I completely flipped out a few days ago due to an accident with the pouch, at a very bad time. I know this is different, but I wonder if it's similar emotionally, in that we had our surgeries a few weeks apart, things were mostly going well, and then a setback is making it seem like everything was a mistake. I suspect this is a very normal part of the process in recovering from surgery/adjusting to the body changes.

I'm so sorry that you have to hide this from family members ... I keep a blog too (on carepage, so it's invitation only), and I sometimes have to censor since all kinds of family members and coworkers read it. It must be terrible feeling like people are ready to pounce on you. Regrets are normal for any big decision.... even if you move to another city or take a new job..... much less change your body so substantially.
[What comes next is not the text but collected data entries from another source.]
//! Database module for persistent storage.
//!
//! Provides async SQLite database access using SQLx for:
//! - Ticket panels and their support roles
//! - Tickets and their lifecycle status
//!
//! The schema carries the ticket invariants (one open ticket per owner and
//! panel, one ticket per channel) so concurrent writers cannot break them.

mod panels;
mod tickets;

pub use panels::{NewPanel, Panel, PanelRepository, PanelUpdate};
pub use tickets::{Ticket, TicketRepository, TicketStatus};

use sqlx::SqlitePool;
use sqlx::sqlite::{SqliteConnectOptions, SqlitePoolOptions};
use std::path::Path;
use std::sync::atomic::{AtomicU64, Ordering};
use std::time::Duration;
use thiserror::Error;
use tracing::info;

static MEMDB_COUNTER: AtomicU64 = AtomicU64::new(0);

/// Database errors.
#[derive(Debug, Error)]
pub enum DbError {
    #[error("database error: {0}")]
    Sqlx(sqlx::Error),
    #[error("migration error: {0}")]
    Migration(sqlx::migrate::MigrateError),
    #[error("panel not found: {0}")]
    PanelNotFound(i64),
    #[error("ticket not found: {0}")]
    TicketNotFound(i64),
    #[error("owner already has an open ticket on panel {0}")]
    OpenTicketExists(i64),
    #[error("channel already bound to a ticket: {0}")]
    ChannelInUse(u64),
    #[error("entry-point message already bound to a panel: {0}")]
    MessageInUse(u64),
    #[error("ticket {0} already has that status")]
    StatusUnchanged(i64),
    #[error("corrupt row: {0}")]
    Corrupt(String),
}

/// Database handle with connection pool.
#[derive(Clone)]
pub struct Database {
    pool: SqlitePool,
}

impl Database {
    /// Connection acquire timeout - prevents connection storms from blocking indefinitely.
    const ACQUIRE_TIMEOUT: Duration = Duration::from_secs(5);

    /// Maximum time a connection can remain idle before being closed.
    const IDLE_TIMEOUT: Duration = Duration::from_secs(60);

    /// Create a new database connection, running migrations if needed.
    pub async fn new(path: &str) -> Result<Self, DbError> {
        let pool = if path == ":memory:" {
            // Uniquely named shared-cache database per handle; `file::memory:`
            // would be shared across parallel tests.
            let id = MEMDB_COUNTER.fetch_add(1, Ordering::Relaxed);
            let memdb_uri = format!(
                "file:ticketd-memdb-{}-{}?mode=memory&cache=shared",
                std::process::id(),
                id
            );

            let options = SqliteConnectOptions::new()
                .filename(&memdb_uri)
                .shared_cache(true)
                .foreign_keys(true)
                .create_if_missing(true);

            SqlitePoolOptions::new()
                .max_connections(1)
                .acquire_timeout(Self::ACQUIRE_TIMEOUT)
                .idle_timeout(Some(Self::IDLE_TIMEOUT))
                .test_before_acquire(true)
                .connect_with(options)
                .await?
        } else {
            if let Some(parent) = Path::new(path).parent()
                && !parent.as_os_str().is_empty()
                && let Err(e) = std::fs::create_dir_all(parent)
            {
                tracing::warn!(path = %parent.display(), error = %e, "Failed to create database directory");
            }

            let options = SqliteConnectOptions::new()
                .filename(path)
                .foreign_keys(true)
                .create_if_missing(true);

            SqlitePoolOptions::new()
                .max_connections(5)
                .acquire_timeout(Self::ACQUIRE_TIMEOUT)
                .idle_timeout(Some(Self::IDLE_TIMEOUT))
                .test_before_acquire(true)
                .connect_with(options)
                .await?
        };

        info!(path = %path, "Database connected");

        Self::run_migrations(&pool).await?;

        // WAL lets readers proceed while a writer holds the lock.
        sqlx::query("PRAGMA journal_mode=WAL")
            .execute(&pool)
            .await?;

        sqlx::query("PRAGMA synchronous=NORMAL")
            .execute(&pool)
            .await?;

        let integrity_result: String = sqlx::query_scalar("PRAGMA integrity_check")
            .fetch_one(&pool)
            .await?;

        if integrity_result != "ok" {
            tracing::error!(
                integrity_check = %integrity_result,
                "Database integrity check FAILED - corruption detected!"
            );
            return Err(DbError::Corrupt(format!(
                "integrity check failed: {integrity_result}"
            )));
        }

        info!("Database integrity check passed");

        Ok(Self { pool })
    }

    /// Run embedded migrations.
    async fn run_migrations(pool: &SqlitePool) -> Result<(), DbError> {
        sqlx::migrate!("./migrations")
            .run(pool)
            .await
            .map_err(DbError::Migration)?;

        info!("Database migrations checked/applied");
        Ok(())
    }

    /// Get panel repository.
    pub fn panels(&self) -> PanelRepository<'_> {
        PanelRepository::new(&self.pool)
    }

    /// Get ticket repository.
    pub fn tickets(&self) -> TicketRepository<'_> {
        TicketRepository::new(&self.pool)
    }
}

impl From<sqlx::Error> for DbError {
    fn from(err: sqlx::Error) -> Self {
        DbError::Sqlx(err)
    }
}

impl From<sqlx::migrate::MigrateError> for DbError {
    fn from(err: sqlx::migrate::MigrateError) -> Self {
        DbError::Migration(err)
    }
}

/// Whether an error is a UNIQUE constraint violation.
pub(crate) fn is_unique_violation(err: &sqlx::Error) -> bool {
    matches!(err, sqlx::Error::Database(db_err) if db_err.is_unique_violation())
}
Let yourself cry, might help.

I know enough about j pouches, but even if you couldn't get one, you'd get a permanent ileo, and it would be OK.... not your first choice, lots of grief I'm sure, but not the end of the world either. And UC flares would end.

You've got excellent doctors .... very likely they've seen this, and if not, they'll be very interested and you'll get a lot of attention....

I hope something in here is helpful. Hang in. Thinking of you.
48 years old, female.
2004 dx indeterminate colitis. Back and forth between Crohn's and UC dx. Many drugs, minimal success.
2010-11 Crazy skin and eye complications, high fevers, bad flaring. Out of good drug options, tired of scary drugs.
Feb 2011 -- proctocolectomy with permanent ileolostomy; abscess, blood clot. Still healing, still glad for the surgery

Rachel's Mom
Regular Member


Date Joined Feb 2011
Total Posts : 92
   Posted 5/2/2011 6:02 PM (GMT -6)   
run4pancakes - Rachel had quite a bit of output from the distal stump both rectally and through the drain at the base of her incision. The drain in the incision is there for that reason. We were told that it was very rare for it to flare though it was possible. Rachel had what looked like blood coming through the drain in her incision and also would have an urge to go to the bathroom and it would come out then, but her stoma nurse said it was really stool. This started to happen frequently about a month or so after her first surgery. Not sure how you are set up as Rachel told me you have a loop ileo. She had an end ileo the first time around and the distal stump was sewn to the bottom of her incision where the drain was and it was still connected to the rectum. They sew the distal stump in place so they can find everything when they go in for the second surgery.This time around she has a loop ileo, the stump has been removed along with the rectum and the j-pouch was formed and everything is hooked up to the rectal cuff. I wouldn't worry too much but yes, put in a call and talk to your doc.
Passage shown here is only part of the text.